Using FSX for Windows as a Volume, the password cannot have a quotation(") mark in the password otherwise the agent fails when trying to mount the volume.

Description

When passing a password to join the domain that has a quotation(") mark via secret manager. The ECS agent will be unable to mount the volume and cause the task to exit code 1.
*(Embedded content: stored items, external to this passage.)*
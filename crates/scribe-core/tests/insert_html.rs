use scribe_core::{Engine, Point, Selection};

fn select(engine: &mut Engine, anchor: (Vec<usize>, usize), focus: (Vec<usize>, usize)) {
    engine.set_selection(Selection {
        anchor: Point::new(anchor.0, anchor.1),
        focus: Point::new(focus.0, focus.1),
    });
}

#[test]
fn caret_insert_splits_the_text_node() {
    let mut engine = Engine::from_markup("<p>ac</p>");
    select(&mut engine, (vec![0, 0], 1), (vec![0, 0], 1));

    engine.exec("insert_html", Some("<b>b</b>")).unwrap();

    assert_eq!(engine.to_markup(), "<p>a<b>b</b>c</p>");
    // Caret lands at the end of the inserted markup.
    assert_eq!(engine.selection().anchor, Point::new(vec![0, 1, 0], 1));
    assert!(engine.selection().is_collapsed());
}

#[test]
fn range_insert_replaces_the_selected_text() {
    let mut engine = Engine::from_markup("Title");
    select(&mut engine, (vec![0], 0), (vec![0], 5));

    engine.exec("insert_html", Some("<h4>Title</h4>")).unwrap();

    assert_eq!(engine.to_markup(), "<h4>Title</h4>");
}

#[test]
fn insert_at_start_keeps_the_remainder_after() {
    let mut engine = Engine::from_markup("<p>tail</p>");
    select(&mut engine, (vec![0, 0], 0), (vec![0, 0], 0));

    engine.exec("insert_html", Some("<i>head</i>")).unwrap();

    assert_eq!(engine.to_markup(), "<p><i>head</i>tail</p>");
}

#[test]
fn insert_parses_multiple_root_nodes() {
    let mut engine = Engine::from_markup("<p>x</p>");
    select(&mut engine, (vec![0, 0], 1), (vec![0, 0], 1));

    engine.exec("insert_html", Some("<b>a</b><i>b</i>")).unwrap();

    assert_eq!(engine.to_markup(), "<p>x<b>a</b><i>b</i></p>");
}

#[test]
fn insert_requires_a_markup_argument() {
    let mut engine = Engine::from_markup("<p>x</p>");
    let err = engine.exec("insert_html", None).unwrap_err();
    assert!(err.message().contains("markup"));
}

#[test]
fn empty_fragment_is_a_noop() {
    let mut engine = Engine::from_markup("<p>x</p>");
    select(&mut engine, (vec![0, 0], 0), (vec![0, 0], 1));

    engine.exec("insert_html", Some("")).unwrap();

    assert_eq!(engine.to_markup(), "<p>x</p>");
    assert!(!engine.can_undo());
}
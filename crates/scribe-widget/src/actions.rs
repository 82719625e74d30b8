use serde::{Deserialize, Serialize};

/// A toolbar formatting action. Identifiers mirror the markup engine's
/// command names.
#[derive(Debug, Clone, Copy, PartialEq, Eq, Serialize, Deserialize)]
#[serde(rename_all = "snake_case")]
pub enum Action {
    Bold,
    Italic,
    Underline,
    StrikeThrough,
    Undo,
    Redo,
    InsertOrderedList,
    InsertUnorderedList,
    InsertHtmlTag,
    CreateLink,
    Unlink,
    RemoveFormat,
}

impl Action {
    pub fn command_id(self) -> &'static str {
        match self {
            Action::Bold => "bold",
            Action::Italic => "italic",
            Action::Underline => "underline",
            Action::StrikeThrough => "strike_through",
            Action::Undo => "undo",
            Action::Redo => "redo",
            Action::InsertOrderedList => "insert_ordered_list",
            Action::InsertUnorderedList => "insert_unordered_list",
            Action::InsertHtmlTag => "insert_html",
            Action::CreateLink => "create_link",
            Action::Unlink => "unlink",
            Action::RemoveFormat => "remove_format",
        }
    }

    /// Unlink and remove-format have no persistent toggle state; every other
    /// button flips its active flag when clicked.
    pub fn has_toggle_state(self) -> bool {
        !matches!(self, Action::Unlink | Action::RemoveFormat)
    }
}

#[derive(Debug, Clone, Copy, Serialize)]
pub struct ActionDescriptor {
    pub action: Action,
    pub label: &'static str,
    /// Present only for actions whose active state is determined by an
    /// enclosing element of this tag. For tagged block insertion it is also
    /// the tag that gets inserted.
    #[serde(skip_serializing_if = "Option::is_none")]
    pub tag: Option<&'static str>,
}

/// The fixed toolbar catalog; order defines rendering order.
pub const ACTIONS: &[ActionDescriptor] = &[
    ActionDescriptor {
        action: Action::Bold,
        label: "B",
        tag: Some("b"),
    },
    ActionDescriptor {
        action: Action::Italic,
        label: "I",
        tag: Some("i"),
    },
    ActionDescriptor {
        action: Action::Underline,
        label: "U",
        tag: Some("u"),
    },
    ActionDescriptor {
        action: Action::StrikeThrough,
        label: "S",
        tag: Some("strike"),
    },
    ActionDescriptor {
        action: Action::Undo,
        label: "Undo",
        tag: None,
    },
    ActionDescriptor {
        action: Action::Redo,
        label: "Redo",
        tag: None,
    },
    ActionDescriptor {
        action: Action::InsertOrderedList,
        label: "OL",
        tag: Some("ol"),
    },
    ActionDescriptor {
        action: Action::InsertUnorderedList,
        label: "UL",
        tag: Some("ul"),
    },
    ActionDescriptor {
        action: Action::InsertHtmlTag,
        label: "H4",
        tag: Some("h4"),
    },
    ActionDescriptor {
        action: Action::InsertHtmlTag,
        label: "H5",
        tag: Some("h5"),
    },
    ActionDescriptor {
        action: Action::CreateLink,
        label: "Link",
        tag: Some("a"),
    },
    ActionDescriptor {
        action: Action::Unlink,
        label: "Remove links",
        tag: None,
    },
    ActionDescriptor {
        action: Action::RemoveFormat,
        label: "Remove formatting",
        tag: None,
    },
];

pub fn actions() -> &'static [ActionDescriptor] {
    ACTIONS
}
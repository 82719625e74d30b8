use scribe_core::{Document, Selection, ancestor_with_tag};

use crate::actions::{ActionDescriptor, actions};

#[derive(Debug, Clone, Copy)]
pub struct ToolbarButton {
    pub descriptor: &'static ActionDescriptor,
    pub active: bool,
    pub visible: bool,
}

pub struct Toolbar {
    buttons: Vec<ToolbarButton>,
    /// The view-source button sits apart from the action catalog and stays
    /// visible in both view modes.
    pub source_active: bool,
}

impl Default for Toolbar {
    fn default() -> Self {
        Self::new()
    }
}

impl Toolbar {
    pub fn new() -> Self {
        let buttons = actions()
            .iter()
            .map(|descriptor| ToolbarButton {
                descriptor,
                active: false,
                visible: true,
            })
            .collect();
        Self {
            buttons,
            source_active: false,
        }
    }

    pub fn buttons(&self) -> &[ToolbarButton] {
        &self.buttons
    }

    pub fn buttons_mut(&mut self) -> &mut [ToolbarButton] {
        &mut self.buttons
    }

    pub fn button(&self, index: usize) -> Option<&ToolbarButton> {
        self.buttons.get(index)
    }

    /// Recomputes every structural button's active flag from the selection
    /// anchor's ancestor chain. Buttons without a tag are never tracked.
    pub fn sync_to_selection(&mut self, doc: &Document, selection: &Selection) {
        for button in &mut self.buttons {
            let Some(tag) = button.descriptor.tag else {
                continue;
            };
            button.active = ancestor_with_tag(doc, &selection.anchor.path, tag).is_some();
        }
    }

    pub fn set_buttons_visible(&mut self, visible: bool) {
        for button in &mut self.buttons {
            button.visible = visible;
        }
    }
}
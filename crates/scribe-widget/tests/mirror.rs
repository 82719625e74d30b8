use scribe_core::{Point, Selection};
use scribe_widget::{RichTextEditor, SurfaceId};

#[test]
fn activation_parses_the_field_value_into_the_surface() {
    let editor = RichTextEditor::activate(SurfaceId(0), "<p>go <b>fast</b></p>");
    assert_eq!(editor.surface().markup(), "<p>go <b>fast</b></p>");
    assert_eq!(editor.field().value, "<p>go <b>fast</b></p>");
}

#[test]
fn field_edits_update_the_surface() {
    let mut editor = RichTextEditor::activate(SurfaceId(0), "<p>old</p>");

    editor.set_field_value("<p><i>new</i></p>");

    assert_eq!(editor.surface().markup(), "<p><i>new</i></p>");
    assert_eq!(editor.field().value, "<p><i>new</i></p>");
}

#[test]
fn surface_mutations_update_the_field() {
    let mut editor = RichTextEditor::activate(SurfaceId(0), "<p>hello</p>");

    editor.surface_mut().engine_mut().set_selection(Selection {
        anchor: Point::new(vec![0, 0], 0),
        focus: Point::new(vec![0, 0], 5),
    });
    editor
        .surface_mut()
        .engine_mut()
        .exec("bold", None)
        .unwrap();
    editor.notify_input();

    assert_eq!(editor.field().value, "<p><b>hello</b></p>");
}

#[test]
fn one_synchronization_cycle_is_idempotent() {
    let mut editor = RichTextEditor::activate(SurfaceId(0), "<p>seed</p>");

    let markup = "<p>a<b>b</b>c</p>";
    editor.set_field_value(markup);
    let rendered = editor.surface().markup();
    assert_eq!(rendered, markup);

    // Feeding the rendered form back through the field changes nothing.
    editor.set_field_value(&rendered);
    assert_eq!(editor.surface().markup(), rendered);
}

#[test]
fn last_writer_wins_between_the_two_sides() {
    let mut editor = RichTextEditor::activate(SurfaceId(0), "<p>first</p>");

    editor.set_field_value("<p>second</p>");
    editor.surface_mut().set_markup("<p>third</p>");
    editor.notify_input();

    assert_eq!(editor.field().value, "<p>third</p>");
    assert_eq!(editor.surface().markup(), "<p>third</p>");
}
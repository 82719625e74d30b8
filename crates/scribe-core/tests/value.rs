use scribe_core::markup;
use scribe_core::{Document, Node, SurfaceValue};

#[test]
fn surface_value_round_trips_through_json() {
    let doc = markup::parse("<p>go <a href=\"https://x.dev\">here</a></p>");
    let value = SurfaceValue::from_document(doc.clone());

    let json = value.to_json_pretty().unwrap();
    let back = SurfaceValue::from_json_str(&json).unwrap();

    assert_eq!(back.schema, "scribe-markup");
    assert_eq!(back.version, 1);
    assert_eq!(back.into_document(), doc);
}

#[test]
fn missing_envelope_fields_use_defaults() {
    let json = r#"{ "document": { "children": [] } }"#;
    let value = SurfaceValue::from_json_str(json).unwrap();
    assert_eq!(value.schema, "scribe-markup");
    assert_eq!(value.version, 1);
    assert_eq!(value.document, Document::default());
}

#[test]
fn node_serde_tags_variants() {
    let node = Node::paragraph("x");
    let json = serde_json::to_value(&node).unwrap();
    assert_eq!(json["node"], "element");
    assert_eq!(json["tag"], "p");
    assert_eq!(json["children"][0]["node"], "text");
    assert_eq!(json["children"][0]["text"], "x");
}
use scribe_core::{Engine, Point, Selection};

fn caret(engine: &mut Engine, path: Vec<usize>, offset: usize) {
    engine.set_selection(Selection::collapsed(Point::new(path, offset)));
}

#[test]
fn ordered_list_wraps_the_current_block() {
    let mut engine = Engine::from_markup("<p>item</p>");
    caret(&mut engine, vec![0, 0], 2);

    engine.exec("insert_ordered_list", None).unwrap();

    assert_eq!(engine.to_markup(), "<ol><li>item</li></ol>");
    assert_eq!(engine.selection().anchor, Point::new(vec![0, 0, 0], 2));
}

#[test]
fn ordered_list_inside_a_list_unwraps_it() {
    let mut engine = Engine::from_markup("<ol><li>item</li></ol>");
    caret(&mut engine, vec![0, 0, 0], 2);

    engine.exec("insert_ordered_list", None).unwrap();

    assert_eq!(engine.to_markup(), "<p>item</p>");
    assert_eq!(engine.selection().anchor, Point::new(vec![0, 0], 2));
}

#[test]
fn unordered_list_wraps_a_bare_text_block() {
    let mut engine = Engine::from_markup("item");
    caret(&mut engine, vec![0], 2);

    engine.exec("insert_unordered_list", None).unwrap();

    assert_eq!(engine.to_markup(), "<ul><li>item</li></ul>");
}

#[test]
fn unwrapping_a_multi_item_list_demotes_every_item() {
    let mut engine = Engine::from_markup("<ul><li>one</li><li>two</li></ul>");
    caret(&mut engine, vec![0, 1, 0], 0);

    engine.exec("insert_unordered_list", None).unwrap();

    assert_eq!(engine.to_markup(), "<p>one</p><p>two</p>");
    assert_eq!(engine.selection().anchor, Point::new(vec![1, 0], 0));
}

#[test]
fn list_wrap_only_touches_the_anchor_block() {
    let mut engine = Engine::from_markup("<p>first</p><p>second</p>");
    caret(&mut engine, vec![1, 0], 0);

    engine.exec("insert_ordered_list", None).unwrap();

    assert_eq!(engine.to_markup(), "<p>first</p><ol><li>second</li></ol>");
}
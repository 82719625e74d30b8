use serde::{Deserialize, Serialize};

use scribe_core::{Engine, markup};

#[derive(Debug, Clone, Copy, PartialEq, Eq, Hash, Serialize, Deserialize)]
pub struct SurfaceId(pub usize);

#[derive(Debug, Clone, Copy, PartialEq, Eq, Default, Serialize, Deserialize)]
#[serde(rename_all = "snake_case")]
pub enum ViewMode {
    #[default]
    Rendered,
    RawSource,
}

/// The live rich-content region generated for one bound text field.
pub struct EditableSurface {
    id: SurfaceId,
    engine: Engine,
    pub visible: bool,
    pub focused: bool,
}

impl EditableSurface {
    pub fn new(id: SurfaceId, markup: &str) -> Self {
        Self {
            id,
            engine: Engine::from_markup(markup),
            visible: true,
            focused: false,
        }
    }

    pub fn id(&self) -> SurfaceId {
        self.id
    }

    pub fn engine(&self) -> &Engine {
        &self.engine
    }

    pub fn engine_mut(&mut self) -> &mut Engine {
        &mut self.engine
    }

    pub fn markup(&self) -> String {
        self.engine.to_markup()
    }

    pub fn set_markup(&mut self, markup: &str) {
        self.engine.replace_document(markup::parse(markup));
    }
}

/// The original plain text field, hidden once a surface takes over.
#[derive(Debug, Clone, PartialEq, Eq)]
pub struct BoundField {
    pub value: String,
    pub visible: bool,
}

impl BoundField {
    pub fn new(value: impl Into<String>) -> Self {
        Self {
            value: value.into(),
            visible: false,
        }
    }
}
use scribe_core::Selection;

use crate::editor::{RichTextEditor, SelectionContext};
use crate::surface::SurfaceId;

/// Blocking modal prompts supplied by the host environment.
pub trait HostPrompter {
    /// Free-text entry; `None` means the user dismissed the prompt.
    fn prompt(&mut self, message: &str, default: &str) -> Option<String>;
    fn confirm(&mut self, message: &str) -> bool;
}

/// A text field in the host document. Only fields carrying the rich-editing
/// marker are upgraded.
#[derive(Debug, Clone, PartialEq, Eq)]
pub struct HostField {
    pub rich_editing: bool,
    pub value: String,
    pub hidden: bool,
}

impl HostField {
    pub fn plain(value: impl Into<String>) -> Self {
        Self {
            rich_editing: false,
            value: value.into(),
            hidden: false,
        }
    }

    pub fn rich(value: impl Into<String>) -> Self {
        Self {
            rich_editing: true,
            value: value.into(),
            hidden: false,
        }
    }
}

#[derive(Debug, Clone, Default, PartialEq, Eq)]
pub struct HostDocument {
    pub fields: Vec<HostField>,
}

impl HostDocument {
    pub fn new(fields: Vec<HostField>) -> Self {
        Self { fields }
    }
}

/// All editors activated in one host document. Selection-change
/// notifications fan out to every editor; each one checks ownership itself.
#[derive(Default)]
pub struct EditorSet {
    editors: Vec<RichTextEditor>,
}

impl EditorSet {
    /// Scans the host document once and upgrades every marked field: the
    /// field is hidden and an editor block takes its place.
    pub fn activate_document(host: &mut HostDocument) -> Self {
        let mut editors = Vec::new();
        for field in host.fields.iter_mut().filter(|f| f.rich_editing) {
            field.hidden = true;
            let id = SurfaceId(editors.len());
            editors.push(RichTextEditor::activate(id, &field.value));
        }
        Self { editors }
    }

    pub fn editors(&self) -> &[RichTextEditor] {
        &self.editors
    }

    pub fn editors_mut(&mut self) -> &mut [RichTextEditor] {
        &mut self.editors
    }

    pub fn editor(&self, index: usize) -> Option<&RichTextEditor> {
        self.editors.get(index)
    }

    pub fn editor_mut(&mut self, index: usize) -> Option<&mut RichTextEditor> {
        self.editors.get_mut(index)
    }

    pub fn editor_by_surface_mut(&mut self, surface: SurfaceId) -> Option<&mut RichTextEditor> {
        self.editors
            .iter_mut()
            .find(|editor| editor.surface().id() == surface)
    }

    /// Moves the document-wide selection into one surface and notifies every
    /// tracker, mirroring a host selection-change event.
    pub fn set_selection(&mut self, surface: SurfaceId, selection: Selection) {
        let Some(editor) = self.editor_by_surface_mut(surface) else {
            return;
        };
        editor.surface_mut().engine_mut().set_selection(selection);
        let normalized = editor.surface().engine().selection().clone();
        self.selection_changed(&SelectionContext {
            surface,
            selection: normalized,
        });
    }

    pub fn selection_changed(&mut self, ctx: &SelectionContext) {
        for editor in &mut self.editors {
            editor.selection_changed(ctx);
        }
    }
}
This error message is generated by the command at https://github.com/aws/amazon-ecs-agent/blob/a5f8d25f66fbf4f8839d5e7e5fcbc635a4d75c5e/agent/taskresource/fsxwindowsfileserver/fsxwindowsfileserver_windows.go#L557-L572

Expected Behavior

The agent should parse and escape any additional quotation marks in the password input before trying to mount the volume

Observed Behavior

The agent passed the password with quotation mark through resulting in the mount command failing.

Supporting Log Snippets

level=error time=2022-06-28T00:56:15Z msg="Failed to map fsxwindowsfileserver resource on the container instance error: exit status 1, out: The string is missing the terminator: '.\r\n    + CategoryInfo          : ParserError: (:) [], ParentContainsErrorRecordException\r\n    + FullyQualifiedErrorId : TerminatorExpectedAtEndOfString\r\n \r\n" module=fsxwindowsfileserver_windows.go
level=info time=2022-06-28T00:56:15Z msg="Error transitioning resource" resource="fsx_folder" failedStatus="CREATED" error="exit status 1" task="task_id"

[jterry75]

Bug understood, fix PR: #3296

[fierlion]

note: fix pending update of related PR

[YashdalfTheGray]

Hello @timothyaws, are you still impacted by this or have you found a workaround?

Unfortunately, we had concerns with the idea that we were thinking of implementing in the above PR to resolve this and we need to dive a bit deeper to build it properly.

[rawahars]

Closing this issue since the fix was released in v1.71.2.